Actually when I say we, I should be a little more precise. My husband works in child and youth mental health (irony alert) and was already much more comfortable exploring pharmaceutical options. He indulged my desire to find a natural solution, but at times got frustrated with my refusal to look at the solutions that were right in front of our noses.
Drew’s teachers were starting to call us in for meetings. Our son had to be walked step-by-step through routine tasks day after day, as if it were the first time. His desk was a disaster, and he would often forget to turn in homework—even if it was done—or simply forget what he had been doing from one moment to the next. We knew from the great conversations we had with him on all kinds of topics that he was smart and insightful, and he had a memory that was bordering on photographic, but his grades did not reflect those strengths at all.
Drew was starting to feel worn down by his struggles at school. He became increasingly snappy at home. And our patience wore thinner than a used tissue with the constant need to direct a boy of his age in the basics of daily life. “Put on your pyjamas. Clean your teeth. Use the bathroom. Get into bed.” Our home saw tears on a near-daily basis. His and mine.
The real wake-up call came when Drew told us he felt discouraged every day. Every single day. This was a bright 11-year-old with a once-cheerful disposition. He had always had this gift of creating make-believe worlds and transporting his brother, his friends and us there into his happy place, but as the age for imaginary play was being replaced with a world of team sports and structured games, a rift was forming between him and his peers and the teen years were looking anything but bright.
At that same time, I read that there was a correlation between untreated ADD and adolescent substance abuse. Finally something flipped in my thinking. The goal should not be for my son to stay un-medicated, the goal should be the best function of his brain.
We consulted with pediatric specialists; I took my son for testing and a formal diagnosis; and finally we were able to talk with Drew about how his brain functions differently. Every time we had a medical appointment and the subject of medication came up, my husband looked over silently, before handing me a pre-emptive tissue. But we all knew it was time.

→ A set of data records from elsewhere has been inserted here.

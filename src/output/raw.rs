use std::fs::File;
use std::io::{self, Seek, SeekFrom, Write};
use std::path::Path;

use super::OutputError;

/// Destination of packed frames
///
/// Every frame goes out in one `write_all` straight to the sink, so whatever
/// was accepted is on disk even if the process dies before close.
pub(super) trait FrameSink: Write + Seek {
    fn truncate(&mut self, len: u64) -> io::Result<()>;
}

impl FrameSink for File {
    fn truncate(&mut self, len: u64) -> io::Result<()> {
        self.set_len(len)
    }
}

/// Packed frames written back to back with no header
pub(super) struct RawWriter<S: FrameSink = File> {
    sink: S,
    /// Length of the data known to be complete
    committed: u64,
}

impl RawWriter<File> {
    pub(super) fn create(path: &Path) -> Result<Self, OutputError> {
        let file = File::create(path).map_err(|source| OutputError::Open {
            path: path.to_path_buf(),
            source,
        })?;
        Ok(Self::new(file))
    }
}

impl<S: FrameSink> RawWriter<S> {
    pub(super) fn new(sink: S) -> Self {
        Self { sink, committed: 0 }
    }

    /// Append one packed frame, rejecting it before any byte hits the file if
    /// its length is off
    pub(super) fn write_frame(&mut self, bytes: &[u8], frame_size: usize) -> Result<(), OutputError> {
        if bytes.len() != frame_size {
            return Err(OutputError::FrameSize {
                expected: frame_size,
                actual: bytes.len(),
            });
        }
        self.write_raw(bytes)
    }

    /// Append bytes; a partial write is cut off again so the data always ends
    /// on a frame boundary
    pub(super) fn write_raw(&mut self, bytes: &[u8]) -> Result<(), OutputError> {
        if let Err(e) = self.sink.write_all(bytes) {
            // A failed rollback is retried by finish()
            let _ = self.rollback();
            return Err(e.into());
        }
        self.committed += bytes.len() as u64;
        Ok(())
    }

    fn rollback(&mut self) -> io::Result<()> {
        self.sink.truncate(self.committed)?;
        self.sink.seek(SeekFrom::Start(self.committed))?;
        Ok(())
    }

    /// Overwrite the first bytes of the file, leaving the write position at the end
    pub(super) fn write_at_start(&mut self, bytes: &[u8]) -> Result<(), OutputError> {
        self.sink.seek(SeekFrom::Start(0))?;
        self.sink.write_all(bytes)?;
        self.sink.seek(SeekFrom::Start(self.committed))?;
        Ok(())
    }

    pub(super) fn finish(mut self) -> Result<(), OutputError> {
        self.sink.truncate(self.committed)?;
        self.sink.flush()?;
        Ok(())
    }

    #[cfg(test)]
    pub(super) fn into_inner(self) -> S {
        self.sink
    }
}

And now, here we are. The mom who treats a headache with peppermint oil (it’s a real thing and it’s amazing—try it!) and considers a regular-strength Tylenol pulling out the “big guns” is about to give her 11 year-old the really, really big guns: stimulant meds.
I didn’t end up being the holistic hero I thought my son needed me to be, but what I’ve realized is that my son needs me to keeping trying and to find what’s best for him. And you know what? I am hopeful.